Task objective → Only lines containing the word "impl" belong in the answer; copy each one from the records.

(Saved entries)
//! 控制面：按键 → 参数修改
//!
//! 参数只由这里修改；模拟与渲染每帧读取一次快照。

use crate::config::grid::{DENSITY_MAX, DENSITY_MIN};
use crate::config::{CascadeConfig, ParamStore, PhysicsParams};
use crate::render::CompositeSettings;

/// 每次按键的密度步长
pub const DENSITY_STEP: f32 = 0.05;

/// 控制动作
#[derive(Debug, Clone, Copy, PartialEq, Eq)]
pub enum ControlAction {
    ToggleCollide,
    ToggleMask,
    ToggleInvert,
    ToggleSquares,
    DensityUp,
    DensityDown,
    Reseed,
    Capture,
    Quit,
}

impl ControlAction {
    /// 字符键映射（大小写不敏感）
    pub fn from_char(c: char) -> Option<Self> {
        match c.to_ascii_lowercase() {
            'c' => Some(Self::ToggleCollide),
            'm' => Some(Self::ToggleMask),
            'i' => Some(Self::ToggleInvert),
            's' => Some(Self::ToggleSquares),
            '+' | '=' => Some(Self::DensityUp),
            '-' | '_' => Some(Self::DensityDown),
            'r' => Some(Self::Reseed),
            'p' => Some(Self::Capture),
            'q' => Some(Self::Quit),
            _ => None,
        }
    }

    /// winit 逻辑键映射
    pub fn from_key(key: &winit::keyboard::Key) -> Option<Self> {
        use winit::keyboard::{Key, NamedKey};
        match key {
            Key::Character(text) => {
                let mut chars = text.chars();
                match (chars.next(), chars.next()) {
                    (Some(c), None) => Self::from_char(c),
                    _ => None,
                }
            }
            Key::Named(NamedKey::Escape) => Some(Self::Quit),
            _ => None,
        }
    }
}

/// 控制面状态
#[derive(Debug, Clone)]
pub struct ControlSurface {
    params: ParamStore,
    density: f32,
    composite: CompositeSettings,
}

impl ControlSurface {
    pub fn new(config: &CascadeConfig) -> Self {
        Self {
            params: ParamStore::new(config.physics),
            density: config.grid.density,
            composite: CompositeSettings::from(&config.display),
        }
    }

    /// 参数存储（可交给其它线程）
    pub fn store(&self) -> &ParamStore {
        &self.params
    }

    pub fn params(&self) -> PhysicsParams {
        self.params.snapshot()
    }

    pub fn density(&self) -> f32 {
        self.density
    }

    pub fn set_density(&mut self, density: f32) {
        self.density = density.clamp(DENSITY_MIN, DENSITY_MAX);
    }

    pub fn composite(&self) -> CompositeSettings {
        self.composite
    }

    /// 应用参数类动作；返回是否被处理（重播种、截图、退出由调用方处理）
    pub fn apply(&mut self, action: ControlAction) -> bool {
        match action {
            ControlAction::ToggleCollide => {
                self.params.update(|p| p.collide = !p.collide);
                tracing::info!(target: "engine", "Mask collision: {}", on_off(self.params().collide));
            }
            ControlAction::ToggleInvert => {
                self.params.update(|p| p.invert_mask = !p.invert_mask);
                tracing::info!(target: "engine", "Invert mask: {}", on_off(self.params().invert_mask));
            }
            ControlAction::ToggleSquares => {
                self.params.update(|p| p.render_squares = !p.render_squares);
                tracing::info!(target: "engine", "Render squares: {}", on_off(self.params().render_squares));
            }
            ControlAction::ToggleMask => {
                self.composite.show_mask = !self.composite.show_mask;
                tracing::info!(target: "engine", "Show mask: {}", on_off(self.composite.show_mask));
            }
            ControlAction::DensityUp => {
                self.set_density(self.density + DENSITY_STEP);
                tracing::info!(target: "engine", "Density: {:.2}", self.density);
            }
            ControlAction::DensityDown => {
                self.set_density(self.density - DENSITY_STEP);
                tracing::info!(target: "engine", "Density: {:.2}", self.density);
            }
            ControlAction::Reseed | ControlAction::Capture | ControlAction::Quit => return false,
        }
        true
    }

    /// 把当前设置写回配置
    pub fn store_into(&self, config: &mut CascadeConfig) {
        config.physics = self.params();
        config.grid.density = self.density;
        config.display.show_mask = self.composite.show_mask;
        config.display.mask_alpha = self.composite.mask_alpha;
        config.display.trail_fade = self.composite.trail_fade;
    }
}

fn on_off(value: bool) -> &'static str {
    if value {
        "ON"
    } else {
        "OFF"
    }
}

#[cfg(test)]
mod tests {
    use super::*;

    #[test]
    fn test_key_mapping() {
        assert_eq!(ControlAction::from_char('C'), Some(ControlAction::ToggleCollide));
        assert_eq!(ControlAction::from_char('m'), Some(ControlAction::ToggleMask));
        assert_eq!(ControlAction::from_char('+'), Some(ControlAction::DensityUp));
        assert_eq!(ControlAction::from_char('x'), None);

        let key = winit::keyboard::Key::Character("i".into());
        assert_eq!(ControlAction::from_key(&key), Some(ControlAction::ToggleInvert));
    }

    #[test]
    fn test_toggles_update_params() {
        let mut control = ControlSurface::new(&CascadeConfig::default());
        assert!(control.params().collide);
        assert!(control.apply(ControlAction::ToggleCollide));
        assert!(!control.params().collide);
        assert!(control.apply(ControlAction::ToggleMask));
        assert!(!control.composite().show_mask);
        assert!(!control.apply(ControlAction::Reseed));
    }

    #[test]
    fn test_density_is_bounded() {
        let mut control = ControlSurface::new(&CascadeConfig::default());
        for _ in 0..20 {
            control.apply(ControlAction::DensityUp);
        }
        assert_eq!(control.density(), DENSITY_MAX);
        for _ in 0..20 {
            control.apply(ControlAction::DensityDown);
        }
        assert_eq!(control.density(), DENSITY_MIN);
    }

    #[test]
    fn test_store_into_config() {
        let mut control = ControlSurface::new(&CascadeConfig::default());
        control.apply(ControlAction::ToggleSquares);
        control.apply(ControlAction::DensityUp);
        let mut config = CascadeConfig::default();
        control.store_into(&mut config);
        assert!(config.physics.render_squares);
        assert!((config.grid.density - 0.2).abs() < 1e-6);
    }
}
==
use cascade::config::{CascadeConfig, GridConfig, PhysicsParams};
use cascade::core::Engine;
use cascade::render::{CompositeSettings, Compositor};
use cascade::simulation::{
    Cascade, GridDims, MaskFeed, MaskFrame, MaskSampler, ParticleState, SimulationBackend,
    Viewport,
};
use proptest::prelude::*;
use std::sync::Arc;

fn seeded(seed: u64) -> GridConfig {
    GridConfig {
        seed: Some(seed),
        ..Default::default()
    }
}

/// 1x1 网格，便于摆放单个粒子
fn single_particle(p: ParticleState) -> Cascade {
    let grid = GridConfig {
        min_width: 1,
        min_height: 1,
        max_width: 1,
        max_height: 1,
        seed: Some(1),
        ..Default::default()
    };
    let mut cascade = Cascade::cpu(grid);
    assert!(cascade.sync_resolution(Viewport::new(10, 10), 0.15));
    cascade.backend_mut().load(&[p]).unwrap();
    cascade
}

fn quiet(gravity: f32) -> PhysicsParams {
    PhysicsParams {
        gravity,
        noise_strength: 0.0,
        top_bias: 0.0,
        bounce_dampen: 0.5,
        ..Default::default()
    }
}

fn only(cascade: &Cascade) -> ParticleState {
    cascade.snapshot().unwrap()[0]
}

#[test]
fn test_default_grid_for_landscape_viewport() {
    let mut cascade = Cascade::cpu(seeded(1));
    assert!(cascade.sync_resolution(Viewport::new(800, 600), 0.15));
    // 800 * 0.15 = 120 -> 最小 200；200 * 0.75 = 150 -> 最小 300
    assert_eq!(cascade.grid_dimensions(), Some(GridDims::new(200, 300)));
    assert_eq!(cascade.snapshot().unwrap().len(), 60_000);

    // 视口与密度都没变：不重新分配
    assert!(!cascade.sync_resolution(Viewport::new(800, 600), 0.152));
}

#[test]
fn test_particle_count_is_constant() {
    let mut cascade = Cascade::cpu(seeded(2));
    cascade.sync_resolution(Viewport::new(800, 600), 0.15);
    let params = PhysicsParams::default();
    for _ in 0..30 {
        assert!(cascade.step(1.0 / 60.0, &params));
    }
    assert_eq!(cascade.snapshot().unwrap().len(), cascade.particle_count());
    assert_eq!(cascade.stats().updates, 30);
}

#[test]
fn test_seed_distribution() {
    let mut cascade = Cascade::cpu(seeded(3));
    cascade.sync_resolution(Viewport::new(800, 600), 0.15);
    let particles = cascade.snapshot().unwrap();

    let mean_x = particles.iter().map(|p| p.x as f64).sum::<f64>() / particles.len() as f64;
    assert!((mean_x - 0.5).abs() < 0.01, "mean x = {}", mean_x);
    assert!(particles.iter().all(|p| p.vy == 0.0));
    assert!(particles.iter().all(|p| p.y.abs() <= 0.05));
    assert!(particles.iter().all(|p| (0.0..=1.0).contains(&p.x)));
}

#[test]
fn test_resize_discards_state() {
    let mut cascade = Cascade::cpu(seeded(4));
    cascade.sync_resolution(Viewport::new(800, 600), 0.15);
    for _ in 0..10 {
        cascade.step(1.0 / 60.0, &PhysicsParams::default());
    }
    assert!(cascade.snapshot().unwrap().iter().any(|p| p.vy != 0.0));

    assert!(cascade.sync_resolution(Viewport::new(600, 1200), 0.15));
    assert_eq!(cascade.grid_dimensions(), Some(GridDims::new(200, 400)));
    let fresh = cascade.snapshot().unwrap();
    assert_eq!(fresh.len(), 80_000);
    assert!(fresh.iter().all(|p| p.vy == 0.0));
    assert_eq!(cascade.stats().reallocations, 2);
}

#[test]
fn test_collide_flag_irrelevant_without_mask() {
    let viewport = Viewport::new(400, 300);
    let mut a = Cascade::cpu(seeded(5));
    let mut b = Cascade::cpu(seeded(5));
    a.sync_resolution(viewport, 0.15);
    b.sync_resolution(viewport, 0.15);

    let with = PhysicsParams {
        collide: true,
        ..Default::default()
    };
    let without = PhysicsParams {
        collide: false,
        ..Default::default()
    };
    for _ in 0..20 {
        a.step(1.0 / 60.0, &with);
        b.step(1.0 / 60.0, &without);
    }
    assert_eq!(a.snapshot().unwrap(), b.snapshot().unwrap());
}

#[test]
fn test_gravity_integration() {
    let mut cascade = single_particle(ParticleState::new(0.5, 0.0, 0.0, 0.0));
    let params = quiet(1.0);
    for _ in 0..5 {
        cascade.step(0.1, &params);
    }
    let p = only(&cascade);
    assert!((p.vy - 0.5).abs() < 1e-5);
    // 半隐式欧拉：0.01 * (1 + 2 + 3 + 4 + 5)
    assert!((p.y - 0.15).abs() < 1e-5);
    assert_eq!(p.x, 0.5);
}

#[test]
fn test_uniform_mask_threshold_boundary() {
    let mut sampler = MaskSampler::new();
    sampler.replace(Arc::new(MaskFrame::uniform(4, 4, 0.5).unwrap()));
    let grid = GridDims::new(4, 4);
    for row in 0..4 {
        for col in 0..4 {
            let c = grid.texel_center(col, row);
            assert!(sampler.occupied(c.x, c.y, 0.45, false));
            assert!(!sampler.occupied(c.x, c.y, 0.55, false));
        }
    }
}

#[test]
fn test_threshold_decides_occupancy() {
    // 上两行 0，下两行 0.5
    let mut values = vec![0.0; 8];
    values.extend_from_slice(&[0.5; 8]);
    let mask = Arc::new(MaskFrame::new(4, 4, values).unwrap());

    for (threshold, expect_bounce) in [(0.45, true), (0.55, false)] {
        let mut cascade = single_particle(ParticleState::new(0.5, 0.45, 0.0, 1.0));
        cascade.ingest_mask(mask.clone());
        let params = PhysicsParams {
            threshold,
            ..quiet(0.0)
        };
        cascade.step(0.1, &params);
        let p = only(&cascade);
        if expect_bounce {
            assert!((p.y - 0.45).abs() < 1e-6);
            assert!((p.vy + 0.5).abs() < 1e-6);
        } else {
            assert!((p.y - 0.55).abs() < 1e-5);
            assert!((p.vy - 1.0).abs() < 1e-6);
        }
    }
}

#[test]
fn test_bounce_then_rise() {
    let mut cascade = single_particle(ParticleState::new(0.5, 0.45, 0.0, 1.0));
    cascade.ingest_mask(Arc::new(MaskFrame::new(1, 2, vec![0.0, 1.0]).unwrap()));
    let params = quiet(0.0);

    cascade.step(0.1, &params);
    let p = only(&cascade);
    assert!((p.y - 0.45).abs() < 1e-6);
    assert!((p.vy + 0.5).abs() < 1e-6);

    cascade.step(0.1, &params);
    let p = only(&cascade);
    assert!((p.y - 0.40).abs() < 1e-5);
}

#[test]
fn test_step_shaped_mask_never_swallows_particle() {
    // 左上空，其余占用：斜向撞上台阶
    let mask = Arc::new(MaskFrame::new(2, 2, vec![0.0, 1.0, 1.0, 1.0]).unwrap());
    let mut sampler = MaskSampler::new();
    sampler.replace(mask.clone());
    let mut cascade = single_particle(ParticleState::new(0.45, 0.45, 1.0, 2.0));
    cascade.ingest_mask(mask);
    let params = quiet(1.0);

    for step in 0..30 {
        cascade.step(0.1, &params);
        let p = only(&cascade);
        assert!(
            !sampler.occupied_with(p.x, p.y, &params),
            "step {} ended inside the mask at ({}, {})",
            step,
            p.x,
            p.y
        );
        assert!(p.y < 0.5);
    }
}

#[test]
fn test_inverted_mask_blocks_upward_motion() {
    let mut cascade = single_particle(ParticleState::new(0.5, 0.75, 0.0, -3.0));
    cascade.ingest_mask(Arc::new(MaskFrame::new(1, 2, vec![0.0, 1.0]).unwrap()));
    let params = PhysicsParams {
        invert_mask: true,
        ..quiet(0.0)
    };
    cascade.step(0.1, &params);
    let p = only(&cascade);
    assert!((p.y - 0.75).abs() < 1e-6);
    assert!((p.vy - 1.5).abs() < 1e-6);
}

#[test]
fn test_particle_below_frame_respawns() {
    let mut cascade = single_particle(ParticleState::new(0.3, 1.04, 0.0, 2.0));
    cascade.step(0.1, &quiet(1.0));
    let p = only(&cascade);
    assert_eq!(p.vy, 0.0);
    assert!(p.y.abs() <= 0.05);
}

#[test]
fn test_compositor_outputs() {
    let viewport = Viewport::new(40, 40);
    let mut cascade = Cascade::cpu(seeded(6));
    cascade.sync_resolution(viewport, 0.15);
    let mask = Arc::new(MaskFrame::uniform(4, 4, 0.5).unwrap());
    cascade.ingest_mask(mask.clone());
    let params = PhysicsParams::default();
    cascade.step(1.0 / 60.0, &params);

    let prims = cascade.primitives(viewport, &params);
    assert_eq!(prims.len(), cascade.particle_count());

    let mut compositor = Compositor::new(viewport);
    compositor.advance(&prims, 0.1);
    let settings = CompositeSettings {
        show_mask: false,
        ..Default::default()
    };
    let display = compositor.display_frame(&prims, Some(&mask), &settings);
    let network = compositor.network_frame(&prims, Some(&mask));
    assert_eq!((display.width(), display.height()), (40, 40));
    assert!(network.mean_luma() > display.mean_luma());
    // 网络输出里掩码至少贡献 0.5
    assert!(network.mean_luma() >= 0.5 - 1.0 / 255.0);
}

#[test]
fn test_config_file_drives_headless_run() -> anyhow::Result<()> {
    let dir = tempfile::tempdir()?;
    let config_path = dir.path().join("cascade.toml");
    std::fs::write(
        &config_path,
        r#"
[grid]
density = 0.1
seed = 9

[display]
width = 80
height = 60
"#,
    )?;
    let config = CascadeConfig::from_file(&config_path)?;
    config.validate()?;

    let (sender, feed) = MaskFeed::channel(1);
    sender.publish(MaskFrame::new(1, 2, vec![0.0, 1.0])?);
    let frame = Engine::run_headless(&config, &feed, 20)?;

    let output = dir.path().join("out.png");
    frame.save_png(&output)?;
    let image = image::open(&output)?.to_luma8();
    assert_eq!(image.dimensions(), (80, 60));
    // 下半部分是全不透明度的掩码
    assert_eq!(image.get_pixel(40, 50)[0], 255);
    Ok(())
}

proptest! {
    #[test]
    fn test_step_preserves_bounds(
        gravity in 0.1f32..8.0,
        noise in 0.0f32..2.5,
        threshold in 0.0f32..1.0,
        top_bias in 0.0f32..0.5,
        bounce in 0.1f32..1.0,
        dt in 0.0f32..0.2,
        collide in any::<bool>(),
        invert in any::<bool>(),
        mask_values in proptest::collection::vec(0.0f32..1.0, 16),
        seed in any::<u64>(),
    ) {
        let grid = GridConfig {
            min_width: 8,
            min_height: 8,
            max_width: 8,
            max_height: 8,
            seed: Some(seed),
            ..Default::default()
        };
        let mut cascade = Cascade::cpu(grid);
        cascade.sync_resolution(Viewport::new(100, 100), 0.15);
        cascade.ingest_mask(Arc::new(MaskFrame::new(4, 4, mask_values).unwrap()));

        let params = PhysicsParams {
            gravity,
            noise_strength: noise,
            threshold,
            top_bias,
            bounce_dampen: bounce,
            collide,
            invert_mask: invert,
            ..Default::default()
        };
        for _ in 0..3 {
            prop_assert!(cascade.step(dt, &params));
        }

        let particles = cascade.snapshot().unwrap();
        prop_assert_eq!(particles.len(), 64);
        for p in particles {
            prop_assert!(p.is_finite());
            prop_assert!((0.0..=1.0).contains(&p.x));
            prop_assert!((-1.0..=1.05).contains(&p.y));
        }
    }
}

Solution for this task →
impl ControlAction {
impl ControlSurface {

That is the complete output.